DATASET section start

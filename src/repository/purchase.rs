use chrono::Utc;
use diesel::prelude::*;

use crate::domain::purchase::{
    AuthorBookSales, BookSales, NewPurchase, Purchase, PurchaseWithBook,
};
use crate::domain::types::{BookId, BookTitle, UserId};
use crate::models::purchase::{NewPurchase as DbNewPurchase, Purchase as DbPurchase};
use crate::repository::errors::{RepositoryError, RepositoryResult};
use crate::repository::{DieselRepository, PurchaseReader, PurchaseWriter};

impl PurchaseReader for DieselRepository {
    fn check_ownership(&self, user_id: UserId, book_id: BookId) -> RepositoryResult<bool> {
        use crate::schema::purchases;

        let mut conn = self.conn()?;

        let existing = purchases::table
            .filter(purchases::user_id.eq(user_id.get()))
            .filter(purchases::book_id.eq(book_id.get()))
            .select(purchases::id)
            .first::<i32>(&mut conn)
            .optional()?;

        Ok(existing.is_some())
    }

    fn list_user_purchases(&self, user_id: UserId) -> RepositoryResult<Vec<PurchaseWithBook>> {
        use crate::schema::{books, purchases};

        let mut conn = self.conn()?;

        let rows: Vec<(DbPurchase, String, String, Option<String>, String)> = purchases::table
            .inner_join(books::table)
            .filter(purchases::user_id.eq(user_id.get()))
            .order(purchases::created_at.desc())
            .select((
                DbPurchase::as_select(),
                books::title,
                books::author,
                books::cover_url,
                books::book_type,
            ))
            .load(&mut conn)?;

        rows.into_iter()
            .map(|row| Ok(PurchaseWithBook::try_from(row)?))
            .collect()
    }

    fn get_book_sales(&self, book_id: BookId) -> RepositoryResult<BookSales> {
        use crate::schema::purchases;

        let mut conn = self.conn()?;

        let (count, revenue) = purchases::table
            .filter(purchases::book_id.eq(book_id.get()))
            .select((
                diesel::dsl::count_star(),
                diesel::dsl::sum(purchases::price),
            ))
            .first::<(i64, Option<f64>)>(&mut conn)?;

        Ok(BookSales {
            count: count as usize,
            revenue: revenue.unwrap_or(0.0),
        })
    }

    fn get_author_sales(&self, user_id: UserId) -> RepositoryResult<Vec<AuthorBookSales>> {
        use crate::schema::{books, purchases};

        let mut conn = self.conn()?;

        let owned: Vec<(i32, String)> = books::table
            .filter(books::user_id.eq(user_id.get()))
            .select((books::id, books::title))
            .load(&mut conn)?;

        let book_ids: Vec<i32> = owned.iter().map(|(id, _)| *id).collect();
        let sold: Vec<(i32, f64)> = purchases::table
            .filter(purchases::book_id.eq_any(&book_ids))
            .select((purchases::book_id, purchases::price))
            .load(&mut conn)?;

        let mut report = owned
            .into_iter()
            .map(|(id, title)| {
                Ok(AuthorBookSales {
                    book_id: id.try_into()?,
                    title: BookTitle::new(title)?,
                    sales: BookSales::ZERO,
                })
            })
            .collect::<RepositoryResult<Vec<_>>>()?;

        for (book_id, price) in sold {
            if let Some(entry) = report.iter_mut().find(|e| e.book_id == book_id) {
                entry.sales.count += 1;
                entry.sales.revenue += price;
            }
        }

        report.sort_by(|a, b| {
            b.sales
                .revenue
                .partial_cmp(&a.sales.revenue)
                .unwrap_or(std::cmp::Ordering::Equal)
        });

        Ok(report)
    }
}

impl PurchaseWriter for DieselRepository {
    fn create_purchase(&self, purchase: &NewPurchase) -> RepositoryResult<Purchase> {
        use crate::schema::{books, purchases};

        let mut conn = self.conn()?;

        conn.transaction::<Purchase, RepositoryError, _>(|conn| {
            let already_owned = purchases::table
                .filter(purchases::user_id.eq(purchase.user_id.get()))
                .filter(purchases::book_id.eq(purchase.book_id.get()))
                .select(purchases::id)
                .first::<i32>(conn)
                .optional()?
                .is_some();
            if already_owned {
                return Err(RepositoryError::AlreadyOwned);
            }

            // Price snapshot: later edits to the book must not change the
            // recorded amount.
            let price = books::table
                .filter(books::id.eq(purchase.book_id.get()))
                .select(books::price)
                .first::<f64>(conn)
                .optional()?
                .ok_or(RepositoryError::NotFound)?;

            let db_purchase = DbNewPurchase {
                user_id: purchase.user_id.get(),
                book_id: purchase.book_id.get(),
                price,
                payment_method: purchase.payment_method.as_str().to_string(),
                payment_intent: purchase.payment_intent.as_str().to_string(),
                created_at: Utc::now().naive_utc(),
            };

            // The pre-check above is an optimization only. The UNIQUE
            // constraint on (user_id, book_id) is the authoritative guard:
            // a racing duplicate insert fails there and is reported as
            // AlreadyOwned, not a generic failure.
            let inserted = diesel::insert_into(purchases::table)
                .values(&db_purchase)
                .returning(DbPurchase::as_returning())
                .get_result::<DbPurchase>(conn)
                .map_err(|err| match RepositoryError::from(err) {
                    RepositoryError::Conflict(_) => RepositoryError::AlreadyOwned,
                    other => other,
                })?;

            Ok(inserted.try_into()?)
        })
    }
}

DATASET section end

Repeat the records word for word.

filename src/repository/purchase.rs
use chrono::Utc;
use diesel::prelude::*;

use crate::domain::purchase::{
    AuthorBookSales, BookSales, NewPurchase, Purchase, PurchaseWithBook,
};
use crate::domain::types::{BookId, BookTitle, UserId};
use crate::models::purchase::{NewPurchase as DbNewPurchase, Purchase as DbPurchase};
use crate::repository::errors::{RepositoryError, RepositoryResult};
use crate::repository::{DieselRepository, PurchaseReader, PurchaseWriter};

impl PurchaseReader for DieselRepository {
    fn check_ownership(&self, user_id: UserId, book_id: BookId) -> RepositoryResult<bool> {
        use crate::schema::purchases;

        let mut conn = self.conn()?;

        let existing = purchases::table
            .filter(purchases::user_id.eq(user_id.get()))
            .filter(purchases::book_id.eq(book_id.get()))
            .select(purchases::id)
            .first::<i32>(&mut conn)
            .optional()?;

        Ok(existing.is_some())
    }

    fn list_user_purchases(&self, user_id: UserId) -> RepositoryResult<Vec<PurchaseWithBook>> {
        use crate::schema::{books, purchases};

        let mut conn = self.conn()?;

        let rows: Vec<(DbPurchase, String, String, Option<String>, String)> = purchases::table
            .inner_join(books::table)
            .filter(purchases::user_id.eq(user_id.get()))
            .order(purchases::created_at.desc())
            .select((
                DbPurchase::as_select(),
                books::title,
                books::author,
                books::cover_url,
                books::book_type,
            ))
            .load(&mut conn)?;

        rows.into_iter()
            .map(|row| Ok(PurchaseWithBook::try_from(row)?))
            .collect()
    }

    fn get_book_sales(&self, book_id: BookId) -> RepositoryResult<BookSales> {
        use crate::schema::purchases;

        let mut conn = self.conn()?;

        let (count, revenue) = purchases::table
            .filter(purchases::book_id.eq(book_id.get()))
            .select((
                diesel::dsl::count_star(),
                diesel::dsl::sum(purchases::price),
            ))
            .first::<(i64, Option<f64>)>(&mut conn)?;

        Ok(BookSales {
            count: count as usize,
            revenue: revenue.unwrap_or(0.0),
        })
    }

    fn get_author_sales(&self, user_id: UserId) -> RepositoryResult<Vec<AuthorBookSales>> {
        use crate::schema::{books, purchases};

        let mut conn = self.conn()?;

        let owned: Vec<(i32, String)> = books::table
            .filter(books::user_id.eq(user_id.get()))
            .select((books::id, books::title))
            .load(&mut conn)?;

        let book_ids: Vec<i32> = owned.iter().map(|(id, _)| *id).collect();
        let sold: Vec<(i32, f64)> = purchases::table
            .filter(purchases::book_id.eq_any(&book_ids))
            .select((purchases::book_id, purchases::price))
            .load(&mut conn)?;

        let mut report = owned
            .into_iter()
            .map(|(id, title)| {
                Ok(AuthorBookSales {
                    book_id: id.try_into()?,
                    title: BookTitle::new(title)?,
                    sales: BookSales::ZERO,
                })
            })
            .collect::<RepositoryResult<Vec<_>>>()?;

        for (book_id, price) in sold {
            if let Some(entry) = report.iter_mut().find(|e| e.book_id == book_id) {
                entry.sales.count += 1;
                entry.sales.revenue += price;
            }
        }

        report.sort_by(|a, b| {
            b.sales
                .revenue
                .partial_cmp(&a.sales.revenue)
                .unwrap_or(std::cmp::Ordering::Equal)
        });

        Ok(report)
    }
}

impl PurchaseWriter for DieselRepository {
    fn create_purchase(&self, purchase: &NewPurchase) -> RepositoryResult<Purchase> {
        use crate::schema::{books, purchases};

        let mut conn = self.conn()?;

        conn.transaction::<Purchase, RepositoryError, _>(|conn| {
            let already_owned = purchases::table
                .filter(purchases::user_id.eq(purchase.user_id.get()))
                .filter(purchases::book_id.eq(purchase.book_id.get()))
                .select(purchases::id)
                .first::<i32>(conn)
                .optional()?
                .is_some();
            if already_owned {
                return Err(RepositoryError::AlreadyOwned);
            }

            // Price snapshot: later edits to the book must not change the
            // recorded amount.
            let price = books::table
                .filter(books::id.eq(purchase.book_id.get()))
                .select(books::price)
                .first::<f64>(conn)
                .optional()?
                .ok_or(RepositoryError::NotFound)?;

            let db_purchase = DbNewPurchase {
                user_id: purchase.user_id.get(),
                book_id: purchase.book_id.get(),
                price,
                payment_method: purchase.payment_method.as_str().to_string(),
                payment_intent: purchase.payment_intent.as_str().to_string(),
                created_at: Utc::now().naive_utc(),
            };

            // The pre-check above is an optimization only. The UNIQUE
            // constraint on (user_id, book_id) is the authoritative guard:
            // a racing duplicate insert fails there and is reported as
            // AlreadyOwned, not a generic failure.
            let inserted = diesel::insert_into(purchases::table)
                .values(&db_purchase)
                .returning(DbPurchase::as_returning())
                .get_result::<DbPurchase>(conn)
                .map_err(|err| match RepositoryError::from(err) {
                    RepositoryError::Conflict(_) => RepositoryError::AlreadyOwned,
                    other => other,
                })?;

            Ok(inserted.try_into()?)
        })
    }
}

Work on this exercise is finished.